Starting at the first line of the data below, retype every line up to and including the one containing "use std::fs::OpenOptions;".

··· EXTRACTED ENTRIES

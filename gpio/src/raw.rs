//! Register-level backend for the BCM283x/BCM2711 GPIO block, mapped from `/dev/gpiomem` or `/dev/mem`.

use crate::{GpioBias, GpioDriveMode, GpioDriver, GpioError, GpioInput, GpioOutput, GpioPin, GpioResult};
use bitvec::vec::BitVec;
use log::trace;
use memmap2::{MmapOptions, MmapRaw};
use std::fmt::{Debug, Formatter};
use std::fs::OpenOptions;
use std::sync::atomic::AtomicU8;

/// A register bank where every pin owns a `width`-bit field.
#[derive(Copy, Clone, Debug)]
struct Bank {
    offset: usize,
    width: usize,
}

impl Bank {
    const GPFSEL: Bank = Bank { offset: 0x00, width: 3 };
    const GPSET: Bank = Bank { offset: 0x1C, width: 1 };
    const GPCLR: Bank = Bank { offset: 0x28, width: 1 };
    const GPLEV: Bank = Bank { offset: 0x34, width: 1 };
    const GPIO_PUP_PDN_CNTRL: Bank = Bank { offset: 0xE4, width: 2 };

    /// The word index and bit shift of a pin's field.
    fn locate(&self, pin_index: usize) -> (usize, usize) {
        let per_register = 32 / self.width;
        (self.offset / 4 + pin_index / per_register, (pin_index % per_register) * self.width)
    }

    fn mask(&self) -> u32 {
        (1 << self.width) - 1
    }
}

pub struct RawGpioDriver {
    mmap: MmapRaw,
    used_pins: BitVec<AtomicU8>,
}

impl RawGpioDriver {
    const GPIO_BASE: u64 = 0x3F20_0000;
    const MAP_LEN: usize = 4096;
    const PIN_COUNT: usize = 58;

    const FUNCTION_INPUT: u32 = 0b000;
    const FUNCTION_OUTPUT: u32 = 0b001;

    fn open(path: &str) -> GpioResult<Self> {
        let file = OpenOptions::new()
            .read(true)
            .write(true)
            .open(path)?;

        let mmap = MmapOptions::new()
            .offset(Self::GPIO_BASE)
            .len(Self::MAP_LEN)
            .map_raw(&file)?;

        Ok(RawGpioDriver {
            mmap,
            used_pins: BitVec::repeat(false, Self::PIN_COUNT),
        })
    }

    pub fn new_gpiomem() -> GpioResult<Self> {
        Self::open("/dev/gpiomem")
    }

    pub fn new_mem() -> GpioResult<Self> {
        Self::open("/dev/mem")
    }

    fn check(pin_index: usize) -> GpioResult<()> {
        if pin_index >= Self::PIN_COUNT {
            return Err(GpioError::InvalidArgument);
        }
        Ok(())
    }

    fn word(&self, index: usize) -> *mut u32 {
        debug_assert!(index * 4 < Self::MAP_LEN);
        // SAFETY: every bank lies within the mapped page, and `check` bounds the pin index.
        unsafe { (self.mmap.as_mut_ptr() as *mut u32).add(index) }
    }

    fn read_field(&self, bank: Bank, pin_index: usize) -> GpioResult<u32> {
        Self::check(pin_index)?;
        let (index, shift) = bank.locate(pin_index);
        let value = unsafe { self.word(index).read_volatile() };
        Ok((value >> shift) & bank.mask())
    }

    fn write_field(&self, bank: Bank, pin_index: usize, value: u32) -> GpioResult<()> {
        Self::check(pin_index)?;
        if value > bank.mask() {
            return Err(GpioError::InvalidArgument);
        }
        let (index, shift) = bank.locate(pin_index);
        let word = self.word(index);
        unsafe {
            let mut current = word.read_volatile();
            current &= !(bank.mask() << shift);
            current |= value << shift;
            word.write_volatile(current);
        }
        Ok(())
    }

    /// Sets the function select bits of a pin (0 = input, 1 = output, others = alternate functions).
    pub fn set_pin_function(&self, pin_index: usize, function: u32) -> GpioResult<()> {
        self.write_field(Bank::GPFSEL, pin_index, function)
    }

    fn set_level(&self, pin_index: usize, high: bool) -> GpioResult<()> {
        Self::check(pin_index)?;
        // GPSET/GPCLR only act on the bits written as 1, no read-modify-write needed
        let bank = if high { Bank::GPSET } else { Bank::GPCLR };
        let (index, shift) = bank.locate(pin_index);
        unsafe { self.word(index).write_volatile(1 << shift) };
        Ok(())
    }

    fn level(&self, pin_index: usize) -> GpioResult<bool> {
        Ok(self.read_field(Bank::GPLEV, pin_index)? != 0)
    }

    fn drive(&self, pin_index: usize, value: bool, mode: GpioDriveMode) -> GpioResult<()> {
        match mode.get_state(value) {
            Some(level) => {
                self.set_level(pin_index, level)?;
                self.set_pin_function(pin_index, Self::FUNCTION_OUTPUT)?;
            }
            None => self.set_pin_function(pin_index, Self::FUNCTION_INPUT)?,
        }
        trace!("Pin {} driven {} ({:?})", pin_index, value, mode);
        Ok(())
    }

    fn set_bias(&self, pin_index: usize, bias: GpioBias) -> GpioResult<()> {
        let value = match bias {
            GpioBias::None => 0b00,
            GpioBias::PullUp => 0b01,
            GpioBias::PullDown => 0b10,
        };
        self.write_field(Bank::GPIO_PUP_PDN_CNTRL, pin_index, value)
    }

    fn bias(&self, pin_index: usize) -> GpioResult<GpioBias> {
        match self.read_field(Bank::GPIO_PUP_PDN_CNTRL, pin_index)? {
            0b00 => Ok(GpioBias::None),
            0b01 => Ok(GpioBias::PullUp),
            0b10 => Ok(GpioBias::PullDown),
            _ => Err(GpioError::NotSupported),
        }
    }

    fn reset(&self, pin_index: usize) -> GpioResult<()> {
        self.set_pin_function(pin_index, Self::FUNCTION_INPUT)?;
        self.set_bias(pin_index, GpioBias::None)?;
        self.set_level(pin_index, false)?;
        Ok(())
    }
}

impl Debug for RawGpioDriver {
    fn fmt(&self, f: &mut Formatter<'_>) -> std::fmt::Result {
        write!(f, "RawGpioDriver({:?})", self.mmap.as_ptr().addr())
    }
}

impl GpioDriver for RawGpioDriver {
    fn count(&self) -> GpioResult<usize> {
        Ok(Self::PIN_COUNT)
    }

    fn get_pin(&self, index: usize) -> GpioResult<Box<dyn GpioPin + '_>> {
        Self::check(index)?;

        if self.used_pins[index] {
            return Err(GpioError::AlreadyInUse);
        }

        self.used_pins.set_aliased(index, true);
        self.reset(index)?;

        Ok(Box::new(RawGpioPin {
            driver: self,
            pin_index: index,
            drive_mode: GpioDriveMode::PushPull,
        }))
    }
}

struct RawGpioPin<'a> {
    driver: &'a RawGpioDriver,
    pin_index: usize,
    drive_mode: GpioDriveMode,
}

impl Debug for RawGpioPin<'_> {
    fn fmt(&self, f: &mut Formatter<'_>) -> std::fmt::Result {
        write!(f, "{:?}[{}]", self.driver, self.pin_index)
    }
}

impl GpioPin for RawGpioPin<'_> {
    fn as_input(&mut self) -> GpioResult<Box<dyn GpioInput + '_>> {
        self.driver.set_pin_function(self.pin_index, RawGpioDriver::FUNCTION_INPUT)?;
        Ok(Box::new(RawGpioInput { pin: self }))
    }

    fn as_output(&mut self, initial: bool) -> GpioResult<Box<dyn GpioOutput + '_>> {
        // Latches the level before the function switch; floating open drain/source pins stay inputs
        self.driver.drive(self.pin_index, initial, self.drive_mode)?;
        Ok(Box::new(RawGpioOutput { pin: self }))
    }

    fn supports_bias(&self) -> bool {
        true
    }

    fn bias(&self) -> GpioBias {
        self.driver.bias(self.pin_index).unwrap_or(GpioBias::None)
    }

    fn set_bias(&mut self, bias: GpioBias) -> GpioResult<()> {
        self.driver.set_bias(self.pin_index, bias)
    }

    fn supports_drive_mode(&self) -> bool {
        true
    }

    fn drive_mode(&self) -> GpioDriveMode {
        self.drive_mode
    }

    fn set_drive_mode(&mut self, mode: GpioDriveMode) -> GpioResult<()> {
        self.drive_mode = mode;
        Ok(())
    }
}

impl Drop for RawGpioPin<'_> {
    fn drop(&mut self) {
        _ = self.driver.reset(self.pin_index);
        self.driver.used_pins.set_aliased(self.pin_index, false);
    }
}

struct RawGpioInput<'a> {
    pin: &'a RawGpioPin<'a>,
}

impl Debug for RawGpioInput<'_> {
    fn fmt(&self, f: &mut Formatter<'_>) -> std::fmt::Result {
        write!(f, "{:?}[input]", self.pin)
    }
}

impl GpioInput for RawGpioInput<'_> {
    fn read(&self) -> GpioResult<bool> {
        self.pin.driver.level(self.pin.pin_index)
    }
}

struct RawGpioOutput<'a> {
    pin: &'a RawGpioPin<'a>,
}

impl Debug for RawGpioOutput<'_> {
    fn fmt(&self, f: &mut Formatter<'_>) -> std::fmt::Result {
        write!(f, "{:?}[output]", self.pin)
    }
}

impl GpioOutput for RawGpioOutput<'_> {
    fn write(&self, value: bool) -> GpioResult<()> {
        self.pin.driver.drive(self.pin.pin_index, value, self.pin.drive_mode)
    }
}
mod gpio;
mod keymap;

use std::fmt::Debug;
use crate::GpioResult;
pub use gpio::*;
pub use keymap::*;

/// The `Keypad` trait defines the interface for keypad input devices.
pub trait Keypad: Debug {
    type Key;

    /// Finds the key currently held down, if any.
    ///
    /// Only one key is reported. When several are held, the implementation decides which one wins.
    fn scan(&mut self) -> GpioResult<Option<Self::Key>>;
}
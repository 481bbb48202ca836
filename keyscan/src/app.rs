//! The main loop: scan the keypad, debounce, report.

use log::{debug, info};
use thiserror::Error;
use keyscan_gpio::GpioError;
use keyscan_gpio::debounce::{PressDebouncer, PressState};
use keyscan_gpio::delay::Delay;
use keyscan_gpio::keypad::Keypad;
use crate::output::KeySink;

#[derive(Debug, Error)]
pub enum AppError {
    #[error("keypad error: {0}")]
    Gpio(#[from] GpioError),
    #[error("cannot report key: {0}")]
    Output(#[from] std::io::Error),
}

/// The main app state struct.
///
/// Holds the debouncer between updates, so a press can span as many polling periods as it needs.
pub struct App<'a> {
    keypad: &'a mut dyn Keypad<Key = char>,
    debouncer: PressDebouncer<char>,
    sink: &'a mut dyn KeySink,
    delay: &'a dyn Delay,
}

impl<'a> App<'a> {
    pub fn new(
        keypad: &'a mut dyn Keypad<Key = char>,
        debouncer: PressDebouncer<char>,
        sink: &'a mut dyn KeySink,
        delay: &'a dyn Delay,
    ) -> App<'a> {
        App {
            keypad,
            debouncer,
            sink,
            delay,
        }
    }

    #[cfg(test)]
    pub fn state(&self) -> PressState<char> {
        self.debouncer.state()
    }

    /// Scans once and feeds the result to the debouncer, reporting the key if a press just completed.
    pub fn update(&mut self) -> Result<Option<char>, AppError> {
        let scanned = self.keypad.scan()?;
        let Some(key) = self.debouncer.update(scanned) else {
            return Ok(None);
        };

        info!("Key {:?} pressed.", key);
        self.sink.emit(key)?;
        Ok(Some(key))
    }

    /// Updates, then waits out the polling period.
    pub fn step(&mut self) -> Result<Option<char>, AppError> {
        let key = self.update()?;
        self.delay.delay(self.debouncer.period());
        Ok(key)
    }

    /// Runs until the keypad or the output fails.
    pub fn run(&mut self) -> Result<(), AppError> {
        debug!(
            "Polling {:?} every {:?}, debounce {:?}",
            self.keypad,
            self.debouncer.period(),
            self.debouncer.debounce_time,
        );
        loop {
            self.step()?;
        }
    }
}
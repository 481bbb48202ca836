use std::fmt::{Debug, Formatter};
use std::time::Duration;
use log::{debug, trace};
use crate::delay::Delay;
use crate::keypad::{Keymap, Keypad, PinAssignment};
use crate::{GpioActiveLevel, GpioDriveMode, GpioDriver, GpioError, GpioInput, GpioOutput, GpioPin, GpioResult};

/// The claimed pins of a matrix keypad, before they are turned into inputs and outputs.
pub struct KeypadPins<'d, const R: usize, const C: usize> {
    rows: [Box<dyn GpioPin + 'd>; R],
    cols: [Box<dyn GpioPin + 'd>; C],
}

impl<const R: usize, const C: usize> Debug for KeypadPins<'_, R, C> {
    fn fmt(&self, f: &mut Formatter<'_>) -> std::fmt::Result {
        write!(f, "KeypadPins(rows: {:?}, cols: {:?})", self.rows, self.cols)
    }
}

fn into_array<T, const N: usize>(items: Vec<T>) -> GpioResult<[T; N]> {
    items.try_into().map_err(|_| GpioError::InvalidArgument)
}

impl<'d, const R: usize, const C: usize> KeypadPins<'d, R, C> {
    /// Claims every pin of the assignment from the driver.
    pub fn request<D: GpioDriver + ?Sized>(driver: &'d D, pins: &PinAssignment<R, C>) -> GpioResult<Self> {
        let rows = pins.rows().iter().map(|&pin| driver.get_pin(pin)).collect::<GpioResult<Vec<_>>>()?;
        let cols = pins.cols().iter().map(|&pin| driver.get_pin(pin)).collect::<GpioResult<Vec<_>>>()?;

        Ok(KeypadPins {
            rows: into_array(rows)?,
            cols: into_array(cols)?,
        })
    }

    /// Sets the row drive mode and pulls the columns towards the released level.
    ///
    /// # Errors
    /// - `GpioError::NotSupported` if a non-default drive mode is asked for on a backend without one,
    ///   or if the columns cannot be biased.
    pub fn configure(&mut self, active: GpioActiveLevel, row_drive: GpioDriveMode) -> GpioResult<()> {
        for row in self.rows.iter_mut() {
            if row.supports_drive_mode() {
                row.set_drive_mode(row_drive)?;
            } else if row_drive != GpioDriveMode::PushPull {
                return Err(GpioError::NotSupported);
            }
        }

        let bias = active.idle_bias();
        for col in self.cols.iter_mut() {
            col.set_bias(bias)?;
        }

        debug!("Keypad pins configured: active {:?}, rows {:?}, columns {:?}", active, row_drive, bias);
        Ok(())
    }

    /// Turns the rows into outputs and the columns into inputs, and hands them to a new [GpioKeypad].
    pub fn keypad<'k>(
        &'k mut self,
        keymap: Keymap<R, C>,
        active: GpioActiveLevel,
        delay: &'k dyn Delay,
    ) -> GpioResult<GpioKeypad<'k, R, C>> {
        let rows = self.rows.iter_mut().map(|pin| pin.as_output(active.released())).collect::<GpioResult<Vec<_>>>()?;
        let cols = self.cols.iter_mut().map(|pin| pin.as_input()).collect::<GpioResult<Vec<_>>>()?;

        GpioKeypad::new(into_array(rows)?, into_array(cols)?, keymap, active, delay)
    }
}

/// A matrix keypad scanned one row at a time.
///
/// Each row is asserted on its own while the columns are sampled, so a key in another row can
/// never show up in the selected one. Every row is released again before [Keypad::scan] returns.
pub struct GpioKeypad<'a, const R: usize, const C: usize> {
    rows: [Box<dyn GpioOutput + 'a>; R],
    cols: [Box<dyn GpioInput + 'a>; C],
    keymap: Keymap<R, C>,
    active: GpioActiveLevel,
    delay: &'a dyn Delay,
    pub settle_time: Duration,
}

impl<const R: usize, const C: usize> Debug for GpioKeypad<'_, R, C> {
    fn fmt(&self, f: &mut Formatter<'_>) -> std::fmt::Result {
        write!(f, "GpioKeypad({}x{}, active {:?}, rows: {:?}, cols: {:?})", R, C, self.active, self.rows, self.cols)
    }
}

impl<'a, const R: usize, const C: usize> GpioKeypad<'a, R, C> {
    /// Creates a new `GpioKeypad` and releases all of its rows.
    ///
    /// The rows are driven to select a row, and the columns are read to find the pressed key
    /// in the selected row. `active` is the level of both a selected row and a pressed column.
    pub fn new(
        rows: [Box<dyn GpioOutput + 'a>; R],
        cols: [Box<dyn GpioInput + 'a>; C],
        keymap: Keymap<R, C>,
        active: GpioActiveLevel,
        delay: &'a dyn Delay,
    ) -> GpioResult<Self> {
        let keypad = GpioKeypad {
            rows,
            cols,
            keymap,
            active,
            delay,
            settle_time: Duration::from_millis(10),
        };
        keypad.release_all()?;
        Ok(keypad)
    }

    /// Sets how long to wait after releasing a row before selecting the next one.
    pub fn with_settle_time(mut self, settle_time: Duration) -> Self {
        self.settle_time = settle_time;
        self
    }

    pub fn keymap(&self) -> &Keymap<R, C> {
        &self.keymap
    }

    fn release_all(&self) -> GpioResult<()> {
        for row in &self.rows {
            row.write(self.active.released())?;
        }
        Ok(())
    }

    /// Finds the first asserted column, reading them in order.
    fn asserted_column(&self) -> GpioResult<Option<usize>> {
        for (col, line) in self.cols.iter().enumerate() {
            if self.active.is_asserted(line.read()?) {
                return Ok(Some(col));
            }
        }
        Ok(None)
    }
}

impl<const R: usize, const C: usize> Keypad for GpioKeypad<'_, R, C> {
    type Key = char;

    /// Scans rows top to bottom and columns left to right; the first pressed key wins.
    fn scan(&mut self) -> GpioResult<Option<char>> {
        for (row, line) in self.rows.iter().enumerate() {
            line.write(self.active.asserted())?;
            let col = self.asserted_column();
            // Release before looking at the result, so a failed read doesn't leave the row selected.
            line.write(self.active.released())?;

            if let Some(col) = col? {
                let key = self.keymap.key(row, col);
                trace!("Key {:?} down at ({}, {})", key, row, col);
                return Ok(Some(key));
            }

            self.delay.delay(self.settle_time);
        }

        Ok(None)
    }
}

#[cfg(test)]
mod tests {
    use super::*;
    use std::cell::Cell;
    use crate::mock::ManualClock;

    #[derive(Debug)]
    struct BrokenInput;

    impl GpioInput for BrokenInput {
        fn read(&self) -> GpioResult<bool> {
            Err(GpioError::NotSupported)
        }
    }

    #[derive(Debug)]
    struct LatchedOutput<'a>(&'a Cell<Option<bool>>);

    impl GpioOutput for LatchedOutput<'_> {
        fn write(&self, value: bool) -> GpioResult<()> {
            self.0.set(Some(value));
            Ok(())
        }
    }

    #[test]
    fn failed_read_releases_the_row() {
        for active in [GpioActiveLevel::Low, GpioActiveLevel::High] {
            let row = Cell::new(None);
            let clock = ManualClock::new();
            let mut keypad = GpioKeypad::new(
                [Box::new(LatchedOutput(&row))],
                [Box::new(BrokenInput)],
                Keymap::new([['x']]),
                active,
                &clock,
            )
            .unwrap();

            assert_eq!(keypad.scan(), Err(GpioError::NotSupported));
            assert_eq!(row.get(), Some(active.released()));
            assert_eq!(clock.now(), Duration::ZERO);
        }
    }
}
use crate::{GpioError, GpioResult};

/// The characters printed on a keypad, indexed by `(row, column)`.
#[derive(Copy, Clone, Debug, Eq, PartialEq)]
pub struct Keymap<const R: usize, const C: usize> {
    keys: [[char; C]; R],
}

impl<const R: usize, const C: usize> Keymap<R, C> {
    pub const fn new(keys: [[char; C]; R]) -> Self {
        Self { keys }
    }

    /// Gets the key at the given position.
    ///
    /// # Panics
    /// If the position is outside the keymap.
    pub fn key(&self, row: usize, col: usize) -> char {
        self.keys[row][col]
    }

    pub fn rows(&self) -> &[[char; C]; R] {
        &self.keys
    }
}

impl Keymap<4, 4> {
    /// The usual 4x4 membrane keypad layout.
    pub const STANDARD: Self = Self::new([
        ['1', '2', '3', 'A'],
        ['4', '5', '6', 'B'],
        ['7', '8', '9', 'C'],
        ['*', '0', '#', 'D'],
    ]);
}

impl Default for Keymap<4, 4> {
    fn default() -> Self {
        Self::STANDARD
    }
}

/// Which GPIO pins the keypad rows and columns are wired to, in order.
///
/// Every pin appears once.
#[derive(Copy, Clone, Debug, Eq, PartialEq)]
pub struct PinAssignment<const R: usize, const C: usize> {
    rows: [usize; R],
    cols: [usize; C],
}

impl<const R: usize, const C: usize> PinAssignment<R, C> {
    /// # Errors
    /// - `GpioError::DuplicatePin` if a pin appears more than once.
    pub fn new(rows: [usize; R], cols: [usize; C]) -> GpioResult<Self> {
        let mut seen = Vec::with_capacity(R + C);
        for pin in rows.into_iter().chain(cols) {
            if seen.contains(&pin) {
                return Err(GpioError::DuplicatePin(pin));
            }
            seen.push(pin);
        }
        Ok(Self { rows, cols })
    }

    pub fn rows(&self) -> &[usize; R] {
        &self.rows
    }

    pub fn cols(&self) -> &[usize; C] {
        &self.cols
    }
}

#[cfg(test)]
mod tests {
    use super::*;

    #[test]
    fn standard_layout_lookup() {
        let keymap = Keymap::<4, 4>::STANDARD;
        assert_eq!(keymap.key(0, 0), '1');
        assert_eq!(keymap.key(2, 1), '8');
        assert_eq!(keymap.key(3, 3), 'D');
        assert_eq!(Keymap::default(), keymap);
    }

    #[test]
    fn pin_assignment_keeps_order() {
        let pins = PinAssignment::new([9, 8, 18, 17], [16, 15, 7, 6]).unwrap();
        assert_eq!(pins.rows(), &[9, 8, 18, 17]);
        assert_eq!(pins.cols(), &[16, 15, 7, 6]);
    }

    #[test]
    fn pin_assignment_rejects_duplicates() {
        assert_eq!(
            PinAssignment::new([1, 2], [3, 2]),
            Err(GpioError::DuplicatePin(2)),
        );
        assert_eq!(
            PinAssignment::new([4, 4], [5]),
            Err(GpioError::DuplicatePin(4)),
        );
    }
}
mod app;
mod config;
mod output;

use std::env::var;
use std::io;
use std::path::Path;
use dotenv::dotenv;
use eyre::{bail, WrapErr};
use log::{debug, info, warn};
use sysinfo::System;
use keyscan_gpio::GpioDriver;
use keyscan_gpio::debounce::PressDebouncer;
use keyscan_gpio::delay::ThreadDelay;
use keyscan_gpio::gpiod::GpiodDriver;
use keyscan_gpio::keypad::{KeypadPins, PinAssignment};
use keyscan_gpio::mock::MockGpioDriver;
use keyscan_gpio::raw::RawGpioDriver;
use crate::app::App;
use crate::config::Config;
use crate::output::LineSink;

fn parse_pin_bus(pin_str: &str) -> eyre::Result<[usize; 4]> {
    pin_str
        .split([',', ' ', ';'])
        .map(|s| s.trim())
        .filter(|s| !s.is_empty())
        .map(|s| s.parse())
        .collect::<Result<Vec<_>, _>>()?
        .try_into()
        .map_err(|_| eyre::eyre!("Expected exactly 4 pins"))
}

fn pin_bus_from_env(name: &str) -> eyre::Result<[usize; 4]> {
    let pin_str = var(name).wrap_err_with(|| format!("{} is not set", name))?;
    parse_pin_bus(&pin_str).wrap_err_with(|| format!("Invalid {}: {:?}", name, pin_str))
}

/// Opens the GPIO backend named by `KEYSCAN_GPIO`.
fn open_gpio(backend: &str) -> eyre::Result<Box<dyn GpioDriver>> {
    let gpio: Box<dyn GpioDriver> = match backend {
        "gpiomem" => Box::new(RawGpioDriver::new_gpiomem()?),
        "mem" => Box::new(RawGpioDriver::new_mem()?),
        "mock" => {
            warn!("Using the mock GPIO driver, no key will ever be pressed.");
            Box::new(MockGpioDriver::new(64))
        }
        _ => match backend.strip_prefix("gpiod:") {
            Some(path) => Box::new(GpiodDriver::open(Path::new(path))?),
            None => bail!("Unknown GPIO backend {:?}", backend),
        },
    };
    Ok(gpio)
}

fn main() -> eyre::Result<()> {
    // Initialize environment and logger
    dotenv().ok();
    pretty_env_logger::init();

    const UNKNOWN_STR: &str = "???";

    info!("Keyscan v.{} starting...", env!("CARGO_PKG_VERSION"));
    info!(
        "Host {} running {} (kernel {})",
        System::host_name().as_deref().unwrap_or(UNKNOWN_STR),
        System::long_os_version().as_deref().unwrap_or(UNKNOWN_STR),
        System::kernel_version().as_deref().unwrap_or(UNKNOWN_STR),
    );

    let rows = pin_bus_from_env("KEYSCAN_PINS_ROWS")?;
    let cols = pin_bus_from_env("KEYSCAN_PINS_COLS")?;
    let pins = PinAssignment::new(rows, cols)?;
    info!("Keypad @ Rows: {:?}, Cols: {:?}", rows, cols);

    debug!("Trying to load config...");
    let config = if let Some(config) = Config::try_load()? {
        info!("Config loaded.");
        config
    } else {
        info!("Config not found. Using default");
        let config = Config::default();
        config.save()?;
        info!("Default config saved to {}.", Config::path().display());
        config
    };
    debug!("{:?}", config);

    let backend = var("KEYSCAN_GPIO").unwrap_or_else(|_| "gpiomem".to_string());
    debug!("Initializing GPIO driver ({})...", backend);
    let gpio = open_gpio(&backend)?;
    debug!("{:?} initialized.", gpio);

    debug!("Initializing keypad driver...");
    let delay = ThreadDelay;
    let mut keypad_pins = KeypadPins::request(&*gpio, &pins)?;
    keypad_pins.configure(config.active_level, config.row_drive)?;
    let mut keypad = keypad_pins
        .keypad(config.keymap(), config.active_level, &delay)?
        .with_settle_time(config.settle_time());
    debug!("{:?} initialized.", keypad);

    let debouncer = PressDebouncer::new(config.poll_period())
        .with_debounce_time(config.debounce_time());
    let stdout = io::stdout();
    let mut sink = LineSink::new(stdout.lock());

    info!("Starting main loop...");
    let mut app = App::new(&mut keypad, debouncer, &mut sink, &delay);
    app.run()?;

    Ok(())
}
use std::fmt::{Debug, Formatter};
use std::io::Write;

/// Where reported keys go, in the order they were pressed.
pub trait KeySink: Debug {
    fn emit(&mut self, key: char) -> std::io::Result<()>;
}

/// Writes every key on its own line and flushes right away.
pub struct LineSink<W: Write> {
    writer: W,
}

impl<W: Write> LineSink<W> {
    pub fn new(writer: W) -> Self {
        Self { writer }
    }

    #[cfg(test)]
    pub fn get_ref(&self) -> &W {
        &self.writer
    }
}

impl<W: Write> Debug for LineSink<W> {
    fn fmt(&self, f: &mut Formatter<'_>) -> std::fmt::Result {
        write!(f, "LineSink")
    }
}

impl<W: Write> KeySink for LineSink<W> {
    fn emit(&mut self, key: char) -> std::io::Result<()> {
        writeln!(self.writer, "{}", key)?;
        self.writer.flush()
    }
}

······

[SOLVED PROBLEM]
filename gpio/src/raw.rs
//! Register-level backend for the BCM283x/BCM2711 GPIO block, mapped from `/dev/gpiomem` or `/dev/mem`.

use crate::{GpioBias, GpioDriveMode, GpioDriver, GpioError, GpioInput, GpioOutput, GpioPin, GpioResult};
use bitvec::vec::BitVec;
use log::trace;
use memmap2::{MmapOptions, MmapRaw};
use std::fmt::{Debug, Formatter};
use std::fs::OpenOptions;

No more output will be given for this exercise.